* PROMPT
Your response should give back each record exactly, word for word.

- Opening Delimiter -

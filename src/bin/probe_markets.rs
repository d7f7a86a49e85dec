//! Probe: Kalshi market listing
//!
//! Walks GET {KALSHI_API_BASE}/markets?status=open page by page and documents:
//! - Response shape and fields of a sample market
//! - Page count and cursor behaviour
//! - How many markets match the crypto keyword filter
//! - Latency per page

use std::collections::BTreeSet;
use std::time::Instant;

use anyhow::Result;
use kalshi_whale::KALSHI_API_BASE;
use kalshi_whale::source::{UpstreamMarket, filter_crypto};
use serde_json::Value;

/// Stop after this many pages so the probe stays quick.
const MAX_PAGES: usize = 10;

#[tokio::main]
async fn main() -> Result<()> {
    dotenvy::dotenv().ok();
    let base = std::env::var("KALSHI_API_BASE").unwrap_or_else(|_| KALSHI_API_BASE.to_string());
    let url = format!("{}/markets", base.trim_end_matches('/'));
    let client = reqwest::Client::new();

    println!("=== Probe: Kalshi markets ===");
    println!("URL: {url}");
    println!();

    let mut cursor: Option<String> = None;
    let mut all: Vec<UpstreamMarket> = Vec::new();
    let mut fields: BTreeSet<String> = BTreeSet::new();
    let mut sample: Option<Value> = None;

    for page in 1..=MAX_PAGES {
        let mut query = vec![("status", "open".to_string()), ("limit", "100".to_string())];
        if let Some(c) = &cursor {
            query.push(("cursor", c.clone()));
        }

        let start = Instant::now();
        let resp = client.get(&url).query(&query).send().await?;
        let latency = start.elapsed();
        let status = resp.status();
        let body: Value = resp.json().await?;

        let markets = body
            .get("markets")
            .and_then(|m| m.as_array())
            .cloned()
            .unwrap_or_default();
        println!(
            "Page {page}: status={status} markets={} latency={latency:?}",
            markets.len()
        );

        for m in &markets {
            if let Some(obj) = m.as_object() {
                fields.extend(obj.keys().cloned());
            }
            if sample.is_none() {
                sample = Some(m.clone());
            }
            if let Ok(parsed) = serde_json::from_value::<UpstreamMarket>(m.clone()) {
                all.push(parsed);
            }
        }

        cursor = body
            .get("cursor")
            .and_then(|c| c.as_str())
            .filter(|c| !c.is_empty())
            .map(str::to_string);
        if cursor.is_none() || markets.is_empty() {
            println!("No further cursor after page {page}");
            break;
        }
    }
    println!();

    println!("--- Fields present ---");
    for f in &fields {
        println!("  - {f}");
    }
    println!();

    if let Some(s) = &sample {
        println!("--- Sample market ---");
        println!("{}", serde_json::to_string_pretty(s)?);
        println!();
    }

    let total = all.len();
    let crypto = filter_crypto(all, chrono::Utc::now());
    println!("--- Crypto filter ---");
    println!("Matched {} of {total} markets", crypto.len());
    for m in crypto.iter().take(10) {
        println!(
            "  {:<30} vol={:>12.0} close={:>5.1}  {}",
            m.ticker, m.volume, m.close_price, m.title
        );
    }

    Ok(())
}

- Closing Delimiter -

* YOUR SOLUTION
filename src/bin/probe_markets.rs
repository d7f7a86a49e85dec
//! Probe: Kalshi market listing
//!
//! Walks GET {KALSHI_API_BASE}/markets?status=open page by page and documents:
//! - Response shape and fields of a sample market
//! - Page count and cursor behaviour
//! - How many markets match the crypto keyword filter
//! - Latency per page

use std::collections::BTreeSet;
use std::time::Instant;

use anyhow::Result;
use kalshi_whale::KALSHI_API_BASE;
use kalshi_whale::source::{UpstreamMarket, filter_crypto};
use serde_json::Value;

/// Stop after this many pages so the probe stays quick.
const MAX_PAGES: usize = 10;

#[tokio::main]
async fn main() -> Result<()> {
    dotenvy::dotenv().ok();
    let base = std::env::var("KALSHI_API_BASE").unwrap_or_else(|_| KALSHI_API_BASE.to_string());
    let url = format!("{}/markets", base.trim_end_matches('/'));
    let client = reqwest::Client::new();

    println!("=== Probe: Kalshi markets ===");
    println!("URL: {url}");
    println!();

    let mut cursor: Option<String> = None;
    let mut all: Vec<UpstreamMarket> = Vec::new();
    let mut fields: BTreeSet<String> = BTreeSet::new();
    let mut sample: Option<Value> = None;

    for page in 1..=MAX_PAGES {
        let mut query = vec![("status", "open".to_string()), ("limit", "100".to_string())];
        if let Some(c) = &cursor {
            query.push(("cursor", c.clone()));
        }

        let start = Instant::now();
        let resp = client.get(&url).query(&query).send().await?;
        let latency = start.elapsed();
        let status = resp.status();
        let body: Value = resp.json().await?;

        let markets = body
            .get("markets")
            .and_then(|m| m.as_array())
            .cloned()
            .unwrap_or_default();
        println!(
            "Page {page}: status={status} markets={} latency={latency:?}",
            markets.len()
        );

        for m in &markets {
            if let Some(obj) = m.as_object() {
                fields.extend(obj.keys().cloned());
            }
            if sample.is_none() {
                sample = Some(m.clone());
            }
            if let Ok(parsed) = serde_json::from_value::<UpstreamMarket>(m.clone()) {
                all.push(parsed);
            }
        }

        cursor = body
            .get("cursor")
            .and_then(|c| c.as_str())
            .filter(|c| !c.is_empty())
            .map(str::to_string);
        if cursor.is_none() || markets.is_empty() {
            println!("No further cursor after page {page}");
            break;
        }
    }
    println!();

    println!("--- Fields present ---");
    for f in &fields {
        println!("  - {f}");
    }
    println!();

    if let Some(s) = &sample {
        println!("--- Sample market ---");
        println!("{}", serde_json::to_string_pretty(s)?);
        println!();
    }

    let total = all.len();
    let crypto = filter_crypto(all, chrono::Utc::now());
    println!("--- Crypto filter ---");
    println!("Matched {} of {total} markets", crypto.len());
    for m in crypto.iter().take(10) {
        println!(
            "  {:<30} vol={:>12.0} close={:>5.1}  {}",
            m.ticker, m.volume, m.close_price, m.title
        );
    }

    Ok(())
}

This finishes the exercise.